WASHINGTON, D.C. - (Mealey's) A citizen may proceed with his lawsuit against the United States alleging medical battery by a Navy doctor acting within his scope of employment, a unanimous U.S. Supreme Court ruled this morning (Steven Alan Levin v. United States, et al., No. 11-1351, U.S. Sup.).
"[T]he Gonzalez Act direction in 10 U.S.C. §1089(e) abrogates the FTCA's [Federal Tort Claims Act] intentional tort exception and therefore permits [Steven] Levin's suit against the United States alleging medical battery by a Navy doctor acting within the scope of his employment. Accordingly, we reverse the judgment of the Court of Appeals and remand the case for further proceedings consistent with this opinion," Justice Ruth Bader Ginsburg wrote for the court.
All justices joined in the entire opinion except Justice Antonin Scalia, who joined in the opinion except for footnotes six and seven, which address the Senate Report on the Gonzalez Act.
Levin claimed that he was injured as the result of a cataract surgery performed by a U.S. Navy doctor. Although Levin provided informed consent and signed consent forms after discussing the surgery with his doctor, he claimed that he orally withdrew his consent in the operating room shortly before the surgery began.
Levin initially filed an administrative claim. When his claim was not favorably resolved, he sued the United States for negligence and battery in the U.S. District Court for the District of Guam. He also named as a defendant the Navy doctor in his individual capacity. The government certified that the doctor was acting in the scope of his employment and moved to substitute the United States as defendant, as authorized by both the Gonzalez Act and the Federal Employees Liability Reform and Tort Compensation Act. The District Court granted the unopposed motion.
The District Court then granted the government's motion for summary judgment as to Levin's negligence claim, in light of the absences of any expert evidence that the medical treatment failed to satisfy the relevant standard of care. Levin did not appeal that ruling. The only remaining claim was Levin's battery claim against the United States under the FTCA.
Addressing that claim, Levin argued that even if the doctor's conduct was not negligent, the operation was battery because Levin had orally withdrawn his consent to surgery. The District Court denied the government summary judgment on the battery claim on the ground that a genuine issue of material fact existed. However, it ultimately held that the claim was barred by 28 U.S. Code Section 2680(h) and thus dismissed it for lack of subject matter jurisdiction.
Levin appealed the dismissal of his battery claim. The Ninth Circuit U.S. Court of Appeals affirmed. The appellate panel rejected Levin's claim that 10 U.S. Code Section 1089(e) negates the FTCA's preservation of sovereign immunity against battery claims in 26 U.S. Code Section 2680(n). The panel also concluded that Levin could not overcome the principle that waivers of sovereign immunity cannot be implied but "must be unequivocally expressed."
Levin then petitioned the U.S. Supreme Court.

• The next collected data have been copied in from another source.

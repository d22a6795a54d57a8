use async_trait::async_trait;
use std::time::Duration;

/// Owns every wait between poll cycles so tests can skip them.
#[async_trait]
pub trait Sleeper: Send + Sync {
    async fn sleep(&self, duration: Duration);
}

#[derive(Clone, Copy, Debug, Default)]
pub struct TokioSleeper;

#[async_trait]
impl Sleeper for TokioSleeper {
    async fn sleep(&self, duration: Duration) {
        tokio::time::sleep(duration).await
    }
}
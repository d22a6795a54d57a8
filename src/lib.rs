// Module declarations for the application's core components
pub mod channels;       // Inter-component communication channels
pub mod config;         // Configuration management
pub mod error;          // Decode error taxonomy
pub mod home_assistant; // Home Assistant discovery documents
pub mod mqtt;           // MQTT client and messaging
pub mod options;        // Command line options parsing
pub mod poller;         // Fetch/decode/publish state machine
pub mod prelude;        // Common imports and types
pub mod scheduler;      // Sleeping between poll cycles
pub mod sensor;         // Sensor definitions and value derivation
pub mod solax;          // SolaX local API client and payload decoding

// Get the package version from Cargo.toml
const CARGO_PKG_VERSION: &str = env!("CARGO_PKG_VERSION");

use crate::prelude::*;
use crate::poller::{Intervals, Poller};
use crate::scheduler::TokioSleeper;
use std::sync::Arc;
use std::time::Duration;

const MQTT_SHUTDOWN_GRACE: Duration = Duration::from_secs(5);

/// Sets up env_logger; `RUST_LOG` wins over the configured level.
pub fn init_logging(level: &str) {
    if let Err(e) = env_logger::Builder::from_env(env_logger::Env::default().default_filter_or(level))
        .format(|buf, record| {
            writeln!(
                buf,
                "[{} {} {}] {}",
                chrono::Local::now().format("%Y-%m-%dT%H:%M:%S%.3f"),
                record.level(),
                record.module_path().unwrap_or(""),
                record.args()
            )
        })
        .write_style(env_logger::WriteStyle::Never)
        .try_init()
    {
        eprintln!("Failed to initialize logging: {}", e);
    }
}

/// Main application entry point
///
/// Loads configuration, connects to the broker (fatal on failure), publishes
/// discovery and then polls the inverter until `shutdown_tx` fires.
pub async fn app(options: Options, shutdown_tx: broadcast::Sender<()>) -> Result<()> {
    let shutdown_rx = shutdown_tx.subscribe();

    let config = ConfigWrapper::new(&options.config_file)?;

    init_logging(config.loglevel());
    info!("solax-bridge {} starting", CARGO_PKG_VERSION);
    config.log_summary();

    let registry = Arc::new(Registry::x1_mini_g3()?);
    let ha = home_assistant::Config::new(config.homeassistant());
    let channels = Channels::new();

    info!("  Creating inverter client...");
    let fetcher = solax::Client::new(config.inverter())?;
    info!("    polling {}", fetcher.url());

    info!("  Creating MQTT client...");
    let mqtt = mqtt::Mqtt::new(config.clone(), channels.clone());
    let (client, eventloop) = mqtt.connect().await?;

    // subscribe before anything can be sent so nothing is missed
    let to_mqtt = channels.to_mqtt.subscribe();
    let discovery_client = client.clone();
    let mqtt_clone = mqtt.clone();
    let mqtt_handle = tokio::spawn(async move {
        if let Err(e) = mqtt_clone.start(client, eventloop, to_mqtt).await {
            error!("MQTT task failed: {}", e);
        }
    });

    mqtt.publish_discovery(&discovery_client, ha.all(&registry)?).await;
    info!("Published discovery for {} sensors", registry.len());

    if let Some(runtime) = options.runtime {
        let shutdown_tx = shutdown_tx.clone();
        tokio::spawn(async move {
            tokio::time::sleep(Duration::from_secs(runtime)).await;
            info!("runtime limit of {}s reached", runtime);
            let _ = shutdown_tx.send(());
        });
    }

    let mut poller = Poller::new(
        fetcher,
        TokioSleeper,
        registry,
        ha,
        channels,
        Intervals::from_config(config.inverter()),
    );
    poller.run(shutdown_rx).await?;

    info!("Shutdown signal received, stopping components...");
    mqtt.stop();
    match tokio::time::timeout(MQTT_SHUTDOWN_GRACE, mqtt_handle).await {
        Ok(Err(e)) => error!("Error waiting for mqtt task: {}", e),
        Err(_) => warn!("mqtt task did not stop within {}s", MQTT_SHUTDOWN_GRACE.as_secs()),
        Ok(Ok(())) => {}
    }

    info!("Application shutdown complete");
    Ok(())
}
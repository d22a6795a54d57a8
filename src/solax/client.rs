use crate::prelude::*;

use async_trait::async_trait;
use std::time::Duration;

/// Source of raw realtime data responses.
#[async_trait]
pub trait Fetch: Send + Sync {
    async fn fetch(&self) -> Result<String>;
}

/// HTTP client for the inverter's local realtime data endpoint.
#[derive(Clone)]
pub struct Client {
    http: reqwest::Client,
    url: reqwest::Url,
    password: String,
}

impl Client {
    pub fn new(config: &config::Inverter) -> Result<Self> {
        let url = Self::endpoint(config.host())?;

        let http = reqwest::Client::builder()
            .timeout(Duration::from_secs(config.timeout()))
            .build()?;

        Ok(Self {
            http,
            url,
            password: config.password().to_owned(),
        })
    }

    /// Accepts a bare address (`192.168.1.50`) or a full URL.
    pub fn endpoint(host: &str) -> Result<reqwest::Url> {
        let url = if host.contains("://") {
            host.to_owned()
        } else {
            format!("http://{}", host)
        };

        reqwest::Url::parse(&url).map_err(|err| anyhow!("invalid inverter host {}: {}", host, err))
    }

    pub fn url(&self) -> &reqwest::Url {
        &self.url
    }

    fn body(&self) -> String {
        format!("?optType=ReadRealTimeData&pwd={}", self.password)
    }
}

#[async_trait]
impl Fetch for Client {
    async fn fetch(&self) -> Result<String> {
        let response = self
            .http
            .post(self.url.clone())
            .body(self.body())
            .send()
            .await
            .map_err(|err| {
                if err.is_timeout() || err.is_connect() {
                    // the inverter drops off wifi at night, not worth shouting about
                    debug!("inverter {} unreachable: {}", self.url, err);
                } else {
                    error!("inverter {} request error: {}", self.url, err);
                }
                anyhow!("request to {} failed: {}", self.url, err)
            })?;

        let status = response.status();
        if !status.is_success() {
            error!("inverter {} returned {}", self.url, status);
            bail!("inverter {} returned {}", self.url, status);
        }

        let body = response.text().await?;
        trace!("inverter {} RX: {}", self.url, body);

        Ok(body)
    }
}
use clap::Parser;

/// SolaX Bridge - publishes SolaX inverter readings to Home Assistant over MQTT
#[derive(Debug, Parser)]
#[clap(author, version)]
pub struct Options {
    /// Config file to read; skipped if the default file does not exist
    #[clap(short = 'c', long = "config", default_value = "config.yaml")]
    pub config_file: String,

    /// Optional runtime limit in seconds
    #[clap(short = 't', long = "time")]
    pub runtime: Option<u64>,
}

impl Options {
    pub fn new() -> Self {
        Self::parse()
    }
}
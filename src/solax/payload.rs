use crate::prelude::*;

use serde_json::Value;

/// One realtime data response, as returned by the inverter's local API.
///
/// Both sections must be present and be lists. Their contents are checked
/// field by field when sensors read them, so a short list only affects the
/// sensors that point past its end.
#[derive(Clone, Debug, PartialEq)]
pub struct RawPayload {
    data: Vec<Value>,
    information: Vec<Value>,
}

impl RawPayload {
    pub fn decode(body: &str) -> Result<Self, DecodeError> {
        let mut document: Value = serde_json::from_str(body)
            .map_err(|e| DecodeError::InvalidFormat(e.to_string()))?;

        let object = document
            .as_object_mut()
            .ok_or_else(|| DecodeError::InvalidFormat("top level is not an object".to_owned()))?;

        let mut take = |section: Section| match object.remove(section.key()) {
            Some(Value::Array(values)) => Ok(values),
            Some(other) => Err(DecodeError::InvalidFormat(format!(
                "{} is not a list: {}",
                section, other
            ))),
            None => Err(DecodeError::InvalidFormat(format!("missing {} key", section))),
        };

        let data = take(Section::Data)?;
        let information = take(Section::Information)?;

        Ok(Self { data, information })
    }

    /// Build a payload straight from register values, handy for tests.
    pub fn from_sections(data: Vec<i64>, information: Vec<i64>) -> Self {
        Self {
            data: data.into_iter().map(Value::from).collect(),
            information: information.into_iter().map(Value::from).collect(),
        }
    }

    fn section(&self, section: Section) -> &[Value] {
        match section {
            Section::Data => &self.data,
            Section::Information => &self.information,
        }
    }

    pub fn value(&self, section: Section, index: usize) -> Result<i64, DecodeError> {
        let values = self.section(section);

        values
            .get(index)
            .ok_or(DecodeError::OutOfRange {
                section,
                index,
                len: values.len(),
            })
            .and_then(|value| integer(value).ok_or(DecodeError::MalformedSection(section)))
    }
}

// firmware sometimes sends whole numbers as 3.0
fn integer(value: &Value) -> Option<i64> {
    value.as_i64().or_else(|| {
        value
            .as_f64()
            .filter(|f| f.fract() == 0.0 && f.abs() < i64::MAX as f64)
            .map(|f| f as i64)
    })
}
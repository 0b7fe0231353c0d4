//! Error types for the asset gateway

use std::fmt;

#[derive(Debug)]
pub enum GatewayError {
    Cache(offline_asset_cache::CacheError),
    Store(blob_bucket_store::BlobStoreError),
    Io(Box<std::io::Error>),
    Config(String),
}

impl fmt::Display for GatewayError {
    fn fmt(&self, f: &mut fmt::Formatter<'_>) -> fmt::Result {
        match self {
            GatewayError::Cache(err) => write!(f, "Cache error: {}", err),
            GatewayError::Store(err) => write!(f, "Store error: {}", err),
            GatewayError::Io(err) => write!(f, "IO error: {}", err),
            GatewayError::Config(msg) => write!(f, "Configuration error: {}", msg),
        }
    }
}

impl std::error::Error for GatewayError {
    fn source(&self) -> Option<&(dyn std::error::Error + 'static)> {
        match self {
            GatewayError::Cache(err) => Some(err),
            GatewayError::Store(err) => Some(err),
            GatewayError::Io(err) => Some(err.as_ref()),
            _ => None,
        }
    }
}

impl From<offline_asset_cache::CacheError> for GatewayError {
    fn from(err: offline_asset_cache::CacheError) -> Self {
        GatewayError::Cache(err)
    }
}

impl From<blob_bucket_store::BlobStoreError> for GatewayError {
    fn from(err: blob_bucket_store::BlobStoreError) -> Self {
        GatewayError::Store(err)
    }
}

impl From<std::io::Error> for GatewayError {
    fn from(err: std::io::Error) -> Self {
        GatewayError::Io(Box::new(err))
    }
}

impl From<serde_json::Error> for GatewayError {
    fn from(err: serde_json::Error) -> Self {
        GatewayError::Config(format!("Invalid manifest: {}", err))
    }
}

impl From<tracing_subscriber::filter::ParseError> for GatewayError {
    fn from(err: tracing_subscriber::filter::ParseError) -> Self {
        GatewayError::Config(err.to_string())
    }
}

pub type Result<T> = std::result::Result<T, GatewayError>;

#[cfg(test)]
mod tests {
    use super::*;

    #[test]
    fn test_config_error_display() {
        let err = GatewayError::Config("missing MANIFEST_PATH".to_string());
        assert_eq!(
            format!("{}", err),
            "Configuration error: missing MANIFEST_PATH"
        );
    }

    #[test]
    fn test_cache_error_display() {
        let err = GatewayError::Cache(offline_asset_cache::CacheError::Unavailable {
            key: "./index.html".to_string(),
        });
        assert!(format!("{}", err).contains("./index.html"));
    }

    #[test]
    fn test_error_is_debug() {
        let err = GatewayError::Config("test".to_string());
        assert!(format!("{:?}", err).contains("Config"));
    }
}
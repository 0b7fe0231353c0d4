//! Cache-first request interception
//!
//! Per request the policy walks two states, CHECK_CACHE then
//! NETWORK_FALLBACK, terminal on response. Keys outside the manifest skip
//! both and pass straight through to the network, uncached.

use crate::error::{CacheError, Result};
use crate::fetch::AssetFetcher;
use crate::manifest::AssetManifest;
use blob_bucket_store::{Bucket, StoredBlob};
use std::collections::HashSet;
use std::sync::Arc;
use tracing::{debug, warn};

/// A request for one asset, identified by its manifest key
#[derive(Debug, Clone)]
pub struct AssetRequest {
    pub key: String,
}

impl AssetRequest {
    pub fn new(key: impl Into<String>) -> Self {
        Self { key: key.into() }
    }
}

/// Where a response came from
#[derive(Debug, Clone, Copy, PartialEq, Eq)]
pub enum ServedFrom {
    Cache,
    Network,
}

/// A served asset
#[derive(Debug, Clone)]
pub struct AssetResponse {
    pub blob: StoredBlob,
    pub served_from: ServedFrom,
}

/// Serves requests from the current version's bucket, falling back to the
/// network and backfilling the cache on the way out. Holds a handle to the
/// current bucket only; stale buckets are never consulted.
pub struct RequestInterceptor {
    bucket: Arc<dyn Bucket>,
    fetcher: Arc<dyn AssetFetcher>,
    manifest_keys: HashSet<String>,
}

impl RequestInterceptor {
    pub fn new(
        bucket: Arc<dyn Bucket>,
        fetcher: Arc<dyn AssetFetcher>,
        manifest: &AssetManifest,
    ) -> Self {
        Self {
            bucket,
            fetcher,
            manifest_keys: manifest.assets.iter().cloned().collect(),
        }
    }

    pub async fn handle(&self, request: &AssetRequest) -> Result<AssetResponse> {
        let key = request.key.as_str();

        // Unmanifested keys bypass the cache entirely
        if !self.manifest_keys.contains(key) {
            debug!(key, "Pass-through request");
            let blob = self.fetcher.fetch(key).await?;
            return Ok(AssetResponse {
                blob,
                served_from: ServedFrom::Network,
            });
        }

        // CHECK_CACHE
        match self.bucket.get(key).await {
            Ok(Some(blob)) => {
                debug!(key, "Cache hit");
                return Ok(AssetResponse {
                    blob,
                    served_from: ServedFrom::Cache,
                });
            }
            Ok(None) => debug!(key, "Cache miss"),
            Err(e) => warn!(key, error = %e, "Cache read failed, falling back to network"),
        }

        // NETWORK_FALLBACK
        let blob = self.fetcher.fetch(key).await.map_err(|e| {
            warn!(key, error = %e, "Network fallback failed");
            CacheError::Unavailable {
                key: key.to_string(),
            }
        })?;

        // Detached backfill: the response never waits on the cache write,
        // and cancelling the caller does not cancel a write already
        // scheduled. A failed backfill only costs future hit rate.
        let bucket = Arc::clone(&self.bucket);
        let stored = blob.clone();
        let owned_key = key.to_string();
        tokio::spawn(async move {
            match bucket.put(&owned_key, stored).await {
                Ok(()) => debug!(key = %owned_key, "Backfilled cache"),
                Err(e) => warn!(key = %owned_key, error = %e, "Backfill write failed"),
            }
        });

        Ok(AssetResponse {
            blob,
            served_from: ServedFrom::Network,
        })
    }
}
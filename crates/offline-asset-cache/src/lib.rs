//! Versioned offline asset cache
//!
//! Populates a named bucket per manifest version on install, prunes
//! buckets of superseded versions on activate, and serves requests
//! cache-first with network fallback and asynchronous backfill.

pub mod error;
pub mod fetch;
pub mod interceptor;
pub mod lifecycle;
pub mod manager;
pub mod manifest;

#[cfg(test)]
pub(crate) mod testing;

pub use error::{CacheError, Result};
pub use fetch::{AssetFetcher, HttpAssetFetcher};
pub use interceptor::{AssetRequest, AssetResponse, RequestInterceptor, ServedFrom};
pub use lifecycle::LifecycleAdapter;
pub use manager::CacheManager;
pub use manifest::{AssetManifest, BucketName, Version};
//! File-backed bucket store
//!
//! One directory per bucket under a root directory. Each blob lives in a
//! file named by the SHA-256 of its key, next to a JSON sidecar holding
//! the original key and content metadata so `keys()` survives restarts.
//! Puts go through a temp file and rename, atomic per key.

use crate::error::{BlobStoreError, Result};
use crate::store::{BlobStore, Bucket};
use crate::types::{BlobMeta, StoredBlob};
use async_trait::async_trait;
use chrono::Utc;
use sha2::{Digest, Sha256};
use std::io::ErrorKind;
use std::path::{Path, PathBuf};
use std::sync::atomic::{AtomicU64, Ordering};
use std::sync::Arc;
use tokio::fs;
use tracing::{debug, warn};

const META_SUFFIX: &str = ".meta.json";

static TMP_COUNTER: AtomicU64 = AtomicU64::new(0);

/// Temp sibling for `path`, unique per call: concurrent writers of the
/// same key must never share a temp file, or one writer's rename would
/// publish another writer's half-written bytes.
fn tmp_sibling(path: &Path) -> PathBuf {
    let n = TMP_COUNTER.fetch_add(1, Ordering::Relaxed);
    let mut name = path
        .file_name()
        .map(|s| s.to_os_string())
        .unwrap_or_default();
    name.push(format!(".{}.{}.tmp", std::process::id(), n));
    path.with_file_name(name)
}

/// Bucket store that keeps each bucket as a directory of blob files
pub struct FileBucketStore {
    root: PathBuf,
}

impl FileBucketStore {
    pub fn new(root: impl Into<PathBuf>) -> Self {
        Self { root: root.into() }
    }

    /// Ensure the root directory exists.
    pub async fn init(&self) -> Result<()> {
        fs::create_dir_all(&self.root).await?;
        debug!(root = ?self.root, "Bucket store initialized");
        Ok(())
    }

    fn bucket_dir(&self, name: &str) -> Result<PathBuf> {
        // Bucket names become directory names; anything that could walk
        // out of the root is rejected.
        if name.is_empty() || name.starts_with('.') || name.contains(['/', '\\']) {
            return Err(BlobStoreError::InvalidBucketName(name.to_string()));
        }
        Ok(self.root.join(name))
    }
}

/// On-disk file name for a key: hex SHA-256, so arbitrary identifiers
/// (paths, full URLs) map to flat file names.
fn blob_file_name(key: &str) -> String {
    let mut hasher = Sha256::new();
    hasher.update(key.as_bytes());
    hex::encode(hasher.finalize())
}

#[async_trait]
impl BlobStore for FileBucketStore {
    async fn open(&self, name: &str) -> Result<Arc<dyn Bucket>> {
        let dir = self.bucket_dir(name)?;
        fs::create_dir_all(&dir).await?;
        Ok(Arc::new(FileBucket { dir }))
    }

    async fn list_buckets(&self) -> Result<Vec<String>> {
        let mut names = Vec::new();
        let mut entries = match fs::read_dir(&self.root).await {
            Ok(entries) => entries,
            Err(e) if e.kind() == ErrorKind::NotFound => return Ok(names),
            Err(e) => return Err(e.into()),
        };

        while let Some(entry) = entries.next_entry().await? {
            if entry.file_type().await?.is_dir() {
                if let Some(name) = entry.file_name().to_str() {
                    names.push(name.to_string());
                }
            }
        }
        Ok(names)
    }

    async fn delete_bucket(&self, name: &str) -> Result<()> {
        let dir = self.bucket_dir(name)?;
        match fs::remove_dir_all(&dir).await {
            Ok(()) => Ok(()),
            Err(e) if e.kind() == ErrorKind::NotFound => Ok(()),
            Err(e) => Err(e.into()),
        }
    }
}

struct FileBucket {
    dir: PathBuf,
}

impl FileBucket {
    fn blob_path(&self, key: &str) -> PathBuf {
        self.dir.join(blob_file_name(key))
    }

    fn meta_path(&self, key: &str) -> PathBuf {
        self.dir.join(format!("{}{}", blob_file_name(key), META_SUFFIX))
    }
}

#[async_trait]
impl Bucket for FileBucket {
    async fn put(&self, key: &str, blob: StoredBlob) -> Result<()> {
        let meta = BlobMeta {
            key: key.to_string(),
            content_type: blob.content_type.clone(),
            size: blob.data.len() as u64,
            created_at: Utc::now(),
        };

        // Blob first, sidecar last: a key is not visible to get()/keys()
        // until both files are in place, and each lands via rename.
        let blob_path = self.blob_path(key);
        let blob_tmp = tmp_sibling(&blob_path);
        fs::write(&blob_tmp, &blob.data).await?;
        fs::rename(&blob_tmp, &blob_path).await?;

        let meta_path = self.meta_path(key);
        let meta_tmp = tmp_sibling(&meta_path);
        fs::write(&meta_tmp, serde_json::to_vec(&meta)?).await?;
        fs::rename(&meta_tmp, &meta_path).await?;

        debug!(key, size = meta.size, "Stored blob");
        Ok(())
    }

    async fn get(&self, key: &str) -> Result<Option<StoredBlob>> {
        let meta_bytes = match fs::read(self.meta_path(key)).await {
            Ok(bytes) => bytes,
            Err(e) if e.kind() == ErrorKind::NotFound => return Ok(None),
            Err(e) => return Err(e.into()),
        };
        let meta: BlobMeta = serde_json::from_slice(&meta_bytes)?;

        match fs::read(self.blob_path(key)).await {
            Ok(data) => Ok(Some(StoredBlob {
                data,
                content_type: meta.content_type,
            })),
            Err(e) if e.kind() == ErrorKind::NotFound => {
                warn!(key, "Blob file missing for metadata entry");
                Ok(None)
            }
            Err(e) => Err(e.into()),
        }
    }

    async fn delete(&self, key: &str) -> Result<()> {
        // Sidecar first so a concurrent keys() never lists a key whose
        // blob file is already gone.
        for path in [self.meta_path(key), self.blob_path(key)] {
            match fs::remove_file(&path).await {
                Ok(()) => {}
                Err(e) if e.kind() == ErrorKind::NotFound => {}
                Err(e) => return Err(e.into()),
            }
        }
        Ok(())
    }

    async fn keys(&self) -> Result<Vec<String>> {
        let mut keys = Vec::new();
        let mut entries = match fs::read_dir(&self.dir).await {
            Ok(entries) => entries,
            Err(e) if e.kind() == ErrorKind::NotFound => return Ok(keys),
            Err(e) => return Err(e.into()),
        };

        while let Some(entry) = entries.next_entry().await? {
            let name = entry.file_name();
            let Some(name) = name.to_str() else { continue };
            if !name.ends_with(META_SUFFIX) {
                continue;
            }
            match fs::read(entry.path()).await {
                Ok(bytes) => match serde_json::from_slice::<BlobMeta>(&bytes) {
                    Ok(meta) => keys.push(meta.key),
                    Err(e) => warn!(file = name, error = %e, "Skipping unreadable metadata"),
                },
                Err(e) => warn!(file = name, error = %e, "Skipping unreadable metadata"),
            }
        }
        Ok(keys)
    }
}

Presenting oral arguments, Levin's attorney, James A. Feldman of Washington, told the high court that "for cases covered by the Gonzalez Act; that is, cases of medical malpractice committed within the scope of employment by the doctors of the certain specified agencies that Congress has named for those cases, there is no intentional tort exception, and therefore, you can bring an action against the government."
But Assistant to the Solicitor General Pratik A. Shah countered in his oral arguments that Congress enacted the Gonzales Act "[b]ecause it was primarily concerned about conferring personal immunity. Every time the Senate Report talks about the purpose of the bill - it's on page 1, heading: Purpose of the Bill - it says conferring personal immunity. Nothing about expanding the Government's tort liability."
In addition to Shah, Solicitor General Donald B. Verrilli Jr. in Washington represents the United States.